Material and Methods
Metallographic observations by optical microscopy and SEM were taken to better understand the electrochemical behaviour. This evaluation was performed through potentiodynamic tests on MIM and forged (FOR) samples with polished and sandblasted surfaces (as the actual devices), in ASTM G5 cell with saline solution simulating the body environment, graphite counter electrodes and Ag/AgCl 0.15M NaCl reference electrode. Linear polarization, open circuit potential measurements and potentiostatic tests at +335 mV vs SCE were also performed during 10 days to have direct information on the corrosion resistance and ion release. Cell viability were also assessed through MTT test on polished MIM and cast (CAS) elutes, after 2 and 7 days contact periods, following ISO 10993 directions. Static ion release in H2O at 2, 4 and 8 weeks were also performed.
Results
MIM showed coarser grains, free of boundary carbide but with lots of circular porosities and stacking faults, in comparison with CAS structure, which presented many carbides and typical dendritic grain. Electrochemical tests exhibited analogue behaviour for the MIM and FOR CoCrMo alloys. The slightly lower passive current density and transpassive potential values obtained could be ascribed to a passive oxide layer on the MIM sample less protective than FOR CoCrMo one, as inferable from the OCP measurements, but these facts had no visible influence on polarization resistance and ion release. Such good corrosion behaviour was reflected also in static ion release results and MTT viability results, which were comparable, not only to CAS samples but also to the control medium.
Conclusions
From such preliminary results MIM technology showed to have good possibility for the production of implantable medical devices with CoCrMo alloy.
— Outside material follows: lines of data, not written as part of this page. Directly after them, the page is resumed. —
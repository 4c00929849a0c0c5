//! Adoption of resources left by the legacy operator.
//!
//! The legacy operator is told to stand down, then every object the chart
//! will own is either stamped with Helm ownership markers or, where Helm
//! cannot take over an immutable field, deleted so the chart recreates it.
//! Steps are independent: a failing step is recorded and the rest still run.

mod client;
mod steps;

use tracing::{debug, info, warn};

use strata_common::crd::DataCluster;
use strata_common::events::EventPublisher;
use strata_common::Error;

#[cfg(test)]
pub use client::MockLegacyClient;
pub use client::{LegacyClient, LegacyKind, LegacyKubeClient};
pub use steps::{
    component_selector, has_helm_ownership, plan, stamp_helm_ownership, MigrationStep,
    MigrationTarget,
};

/// A step that did not complete
#[derive(Debug)]
pub struct StepFailure {
    /// Name of the failed step
    pub step: &'static str,
    /// Why it failed
    pub error: Error,
}

/// Every step that failed during one migration pass
#[derive(Debug, thiserror::Error)]
#[error("migration failed in {} step(s): {}", .failures.len(), describe(.failures))]
pub struct MigrationError {
    /// Failures in plan order
    pub failures: Vec<StepFailure>,
}

impl MigrationError {
    /// Names of the failed steps, in plan order
    pub fn failed_steps(&self) -> Vec<&'static str> {
        self.failures.iter().map(|f| f.step).collect()
    }
}

fn describe(failures: &[StepFailure]) -> String {
    failures
        .iter()
        .map(|f| format!("{}: {}", f.step, f.error))
        .collect::<Vec<_>>()
        .join("; ")
}

/// Run every migration step for `cluster`.
///
/// Already-migrated objects are left untouched, so running this on every
/// reconcile is safe.
pub async fn migrate(
    cluster: &DataCluster,
    legacy: &dyn LegacyClient,
    events: &dyn EventPublisher,
) -> Result<(), MigrationError> {
    let target = MigrationTarget::for_cluster(cluster);
    let mut failures = Vec::new();

    for step in plan(cluster) {
        match step.ensure_migrated(&target, legacy, events).await {
            Ok(0) => debug!(step = step.name(), "already migrated"),
            Ok(mutated) => info!(step = step.name(), mutated, "migrated legacy resources"),
            Err(error) => {
                warn!(step = step.name(), %error, "migration step failed");
                failures.push(StepFailure {
                    step: step.name(),
                    error,
                });
            }
        }
    }

    if failures.is_empty() {
        Ok(())
    } else {
        Err(MigrationError { failures })
    }
}
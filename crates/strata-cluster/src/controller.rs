//! DataCluster controller implementation
//!
//! Each invocation reads the latest DataCluster, handles deletion and the
//! unmanaged opt-out, ensures the finalizer, optionally migrates legacy
//! resources, and then drives the HelmRepository and HelmRelease to ready.
//! Status is written back at the end of every pass.

use std::sync::Arc;
use std::time::{Duration, Instant};

use async_trait::async_trait;
use dashmap::DashMap;
use kube::api::{Api, Patch, PatchParams, PostParams};
use kube::runtime::controller::Action;
use kube::runtime::events::EventType;
use kube::{Client, Resource, ResourceExt};
use tracing::{debug, error, info, instrument, warn};

#[cfg(test)]
use mockall::automock;

use strata_common::crd::{
    condition_reasons, DataCluster, DataClusterStatus, HelmRelease, HelmRepository,
    ReadinessSignals, Readiness,
};
use strata_common::crd_registry::CrdRegistry;
use strata_common::events::{actions, reasons, with_revision, EventPublisher, KubeEventPublisher};
use strata_common::kube_utils::{add_finalizer, ok_if_not_found, remove_finalizer, Propagation};
use strata_common::{Error, DATA_CLUSTER_FINALIZER, FIELD_MANAGER};

use crate::deletion::reconcile_delete;
use crate::dependents::{reconcile_helm_release, reconcile_helm_repository};
use crate::migration::{self, LegacyClient, LegacyKubeClient};
use crate::readiness::{latch, Dependent, Transition};

/// Requeue delay while a dependent is being deleted
pub const DELETION_REQUEUE: Duration = Duration::from_secs(1);

/// First backoff delay after a failed reconcile
pub const BACKOFF_BASE: Duration = Duration::from_secs(5);

/// Upper bound for the backoff delay
pub const BACKOFF_MAX: Duration = Duration::from_secs(300);

/// Trait abstracting Kubernetes client operations for DataCluster
///
/// Lookups return `Ok(None)` for objects that do not exist. Writes carry the
/// caller's `resourceVersion` so concurrent modification surfaces as
/// [`Error::Conflict`].
#[cfg_attr(test, automock)]
#[async_trait]
pub trait KubeClient: Send + Sync {
    /// Get a DataCluster
    async fn get_cluster(&self, namespace: &str, name: &str)
        -> Result<Option<DataCluster>, Error>;

    /// Replace the finalizer list of a DataCluster
    ///
    /// Returns the updated object.
    async fn patch_finalizers(
        &self,
        cluster: &DataCluster,
        finalizers: Vec<String>,
    ) -> Result<DataCluster, Error>;

    /// Merge-patch the status sub-resource of `latest`
    async fn patch_status(
        &self,
        latest: &DataCluster,
        status: &DataClusterStatus,
    ) -> Result<(), Error>;

    /// Get a HelmRepository
    async fn get_helm_repository(
        &self,
        namespace: &str,
        name: &str,
    ) -> Result<Option<HelmRepository>, Error>;

    /// Create a HelmRepository
    async fn create_helm_repository(
        &self,
        repository: &HelmRepository,
    ) -> Result<HelmRepository, Error>;

    /// Get a HelmRelease
    async fn get_helm_release(
        &self,
        namespace: &str,
        name: &str,
    ) -> Result<Option<HelmRelease>, Error>;

    /// Create a HelmRelease
    async fn create_helm_release(&self, release: &HelmRelease) -> Result<HelmRelease, Error>;

    /// Replace a HelmRelease; `release` must carry the live resourceVersion
    async fn replace_helm_release(&self, release: &HelmRelease) -> Result<HelmRelease, Error>;

    /// Delete a HelmRelease with foreground propagation
    ///
    /// Deleting an object that is already gone is not an error.
    async fn delete_helm_release(&self, namespace: &str, name: &str) -> Result<(), Error>;
}

/// Real Kubernetes client implementation
pub struct KubeClientImpl {
    client: Client,
}

impl KubeClientImpl {
    /// Create a new KubeClientImpl wrapping the given kube Client
    pub fn new(client: Client) -> Self {
        Self { client }
    }

    fn post_params() -> PostParams {
        PostParams {
            field_manager: Some(FIELD_MANAGER.to_string()),
            ..Default::default()
        }
    }

    fn patch_params() -> PatchParams {
        PatchParams {
            field_manager: Some(FIELD_MANAGER.to_string()),
            ..Default::default()
        }
    }
}

fn resource_id(kind: &str, namespace: &str, name: &str) -> String {
    format!("{kind}/{namespace}/{name}")
}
Corrosion resistance and biocompatibility seemed not to be affected by the different manufacturing technique. Further studies will be needed to asses also the equivalence of mechanical properties. From the metallographic observations the absence of second phases and the homogeneous microstructure suggests a better fatigue performance for this kind of alloy, even if some concerns arise from the widespread porosity observed.